◆ **EXERCISE REQUIREMENTS**: The line holding "host.run(self.config.parallel_scope_name(), &mut |scope: &dyn" and every line after it through the end of the entries below: retype these exactly and nothing more.

═════ RECORD SET

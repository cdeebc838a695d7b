//! Running the hooks and tests of a classified group.

use std::{
    any,
    borrow::Cow,
    fmt::{self, Display},
    sync::{PoisonError, RwLock},
};

use crate::{
    Access, Group, Host, Subtest, T,
    classify::{Hook, Invoke, TestCase, TestList, classify},
    unwind,
};

/// Settings of the engine, inherited by nested groups.
#[derive(Debug, Clone, PartialEq, Eq)]
pub struct Config {
    parallel_scope_name: Cow<'static, str>,
}

impl Default for Config {
    fn default() -> Self {
        Self {
            parallel_scope_name: Cow::Borrowed("_"),
        }
    }
}

impl Config {
    pub fn new() -> Self {
        Self::default()
    }

    /// Name of the scope wrapping the tests of a parallel run.
    ///
    /// Defaults to `_`, so a test `a` of a group run in parallel inside
    /// `outer` ends up as `outer/_/a`.
    pub fn with_parallel_scope_name(self, name: impl Into<Cow<'static, str>>) -> Self {
        Self {
            parallel_scope_name: name.into(),
        }
    }

    pub fn parallel_scope_name(&self) -> &str {
        &self.parallel_scope_name
    }

    /// Run the tests of `group` one after another, in name order.
    ///
    /// Each test gets its own child scope of `host`. If the group is not
    /// valid, every problem is logged to `host` and the scope is stopped.
    #[tracing::instrument(level = "debug", skip_all, fields(group = any::type_name::<A::Group>(), mode = %Mode::Serial))]
    pub fn run_serial<'g, A: GroupArg<'g>>(&self, host: &dyn Host, group: A) {
        let runner = Runner::new(self, host, group.into_group_ref());
        runner.run_group(host, Mode::Serial, |host| runner.serial(host));
    }

    /// Run the tests of `group` concurrently.
    ///
    /// The tests are declared to the host inside one child scope named after
    /// [`parallel_scope_name`](Self::parallel_scope_name), `post_group` runs
    /// after every one of them finished.
    #[tracing::instrument(level = "debug", skip_all, fields(group = any::type_name::<A::Group>(), mode = %Mode::Parallel))]
    pub fn run_parallel<'g, A>(&self, host: &dyn Host, group: A)
    where
        A: GroupArg<'g>,
        A::Group: Send + Sync,
    {
        let runner = Runner::new(self, host, group.into_group_ref());
        runner.run_group(host, Mode::Parallel, |host| runner.parallel(host));
    }
}

/// Run the tests of `group` one after another with the default [`Config`].
pub fn run_serial<'g, A: GroupArg<'g>>(host: &dyn Host, group: A) {
    Config::default().run_serial(host, group);
}

/// Run the tests of `group` concurrently with the default [`Config`].
pub fn run_parallel<'g, A>(host: &dyn Host, group: A)
where
    A: GroupArg<'g>,
    A::Group: Send + Sync,
{
    Config::default().run_parallel(host, group);
}

#[derive(Debug, Clone, Copy, PartialEq, Eq)]
enum Mode {
    Serial,
    Parallel,
}

impl Display for Mode {
    fn fmt(&self, f: &mut fmt::Formatter<'_>) -> fmt::Result {
        match self {
            Mode::Serial => f.write_str("serial"),
            Mode::Parallel => f.write_str("parallel"),
        }
    }
}

/// Something the engine accepts as a group: `&G` or `&mut G`.
///
/// Passing `&mut G` allows `&mut self` tests and hooks. In parallel runs
/// those are serialized behind a lock, while `&self` methods may still
/// run at the same time.
pub trait GroupArg<'g> {
    type Group: Group;

    fn into_group_ref(self) -> GroupRef<'g, Self::Group>;
}

impl<'g, G: Group> GroupArg<'g> for &'g G {
    type Group = G;

    fn into_group_ref(self) -> GroupRef<'g, G> {
        GroupRef {
            cell: GroupCell::Shared(self),
        }
    }
}

impl<'g, G: Group> GroupArg<'g> for &'g mut G {
    type Group = G;

    fn into_group_ref(self) -> GroupRef<'g, G> {
        GroupRef {
            cell: GroupCell::Exclusive(RwLock::new(self)),
        }
    }
}

/// A borrowed group, ready to have its methods called.
pub struct GroupRef<'g, G> {
    cell: GroupCell<'g, G>,
}

enum GroupCell<'g, G> {
    Shared(&'g G),
    Exclusive(RwLock<&'g mut G>),
}

impl<G> GroupRef<'_, G> {
    pub fn access(&self) -> Access {
        match self.cell {
            GroupCell::Shared(_) => Access::Shared,
            GroupCell::Exclusive(_) => Access::Exclusive,
        }
    }

    fn call(&self, name: &str, invoke: Invoke<G>, t: &T<'_>) {
        match (&self.cell, invoke) {
            (GroupCell::Shared(group), Invoke::Shared(f)) => f(group, t),
            (GroupCell::Exclusive(lock), Invoke::Shared(f)) => {
                let guard = lock.read().unwrap_or_else(PoisonError::into_inner);
                f(&**guard, t)
            }
            (GroupCell::Exclusive(lock), Invoke::Exclusive(f)) => {
                let mut guard = lock.write().unwrap_or_else(PoisonError::into_inner);
                f(&mut **guard, t)
            }
            (GroupCell::Shared(_), Invoke::Exclusive(_)) => t.fatal(format_args!(
                "testgroup: {}::{name} takes &mut self, pass the group as &mut",
                any::type_name::<G>()
            )),
        }
    }
}

struct Runner<'c, 'g, G> {
    config: &'c Config,
    group: GroupRef<'g, G>,
    tests: TestList<G>,
}

impl<'c, 'g, G: Group> Runner<'c, 'g, G> {
    /// Classify the group, stopping `host` if it is not valid.
    fn new(config: &'c Config, host: &dyn Host, group: GroupRef<'g, G>) -> Self {
        match classify::<G>(group.access()) {
            Ok(tests) => Self {
                config,
                group,
                tests,
            },
            Err(err) => {
                let t = T::new(host, config);
                for diagnostic in err.diagnostics() {
                    tracing::warn!(scope = t.name(), %diagnostic, "invalid group");
                    t.error(diagnostic);
                }
                t.fatal(err)
            }
        }
    }

    fn hook(&self, hook: Hook, t: &T<'_>) {
        let invoke = match hook {
            Hook::PreGroup => self.tests.hooks.pre_group,
            Hook::PostGroup => self.tests.hooks.post_group,
            Hook::PreTest => self.tests.hooks.pre_test,
            Hook::PostTest => self.tests.hooks.post_test,
        };
        if let Some(invoke) = invoke {
            tracing::trace!(scope = t.name(), hook = hook.name(), "calling hook");
            self.group.call(hook.name(), invoke, t);
        }
    }

    /// `pre_group`, then `run_tests`, then `post_group`.
    ///
    /// `post_group` only runs once `pre_group` returned, but it runs no
    /// matter how `run_tests` ends.
    fn run_group(&self, host: &dyn Host, mode: Mode, run_tests: impl FnOnce(&dyn Host)) {
        tracing::debug!(scope = host.name(), %mode, tests = self.tests.len(), "running group");
        let t = T::new(host, self.config);
        self.hook(Hook::PreGroup, &t);
        match self.tests.hooks.post_group {
            Some(_) => unwind::finally(|| run_tests(host), || self.hook(Hook::PostGroup, &t)),
            None => run_tests(host),
        }
    }

    fn serial(&self, host: &dyn Host) {
        for test in &self.tests.tests {
            host.run(test.name, &mut |host: &dyn Host| self.run_test(host, test));
        }
    }

    /// `pre_test`, the test, then `post_test`, all in the scope of the test.
    fn run_test(&self, host: &dyn Host, test: &TestCase<G>) {
        let t = T::new(host, self.config);
        self.hook(Hook::PreTest, &t);
        let body = || {
            tracing::trace!(scope = t.name(), "calling test");
            self.group.call(test.name, test.invoke, &t);
        };
        match self.tests.hooks.post_test {
            Some(_) => unwind::finally(body, || self.hook(Hook::PostTest, &t)),
            None => body(),
        }
    }
}

impl<G: Group + Send + Sync> Runner<'_, '_, G> {
    fn parallel(&self, host: &dyn Host) {
        host.run(self.config.parallel_scope_name(), &mut |scope: &dyn Host| {
            let subtests = self
                .tests
                .tests
                .iter()
                .map(|test| Subtest::new(test.name, move |host: &dyn Host| self.run_test(host, test)))
                .collect();
            scope.run_concurrently(subtests);
        });
    }
}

══════════

◆ **ANSWER TO THE EXERCISE**:
        host.run(self.config.parallel_scope_name(), &mut |scope: &dyn Host| {
            let subtests = self
                .tests
                .tests
                .iter()
                .map(|test| Subtest::new(test.name, move |host: &dyn Host| self.run_test(host, test)))
                .collect();
            scope.run_concurrently(subtests);
        });
    }
}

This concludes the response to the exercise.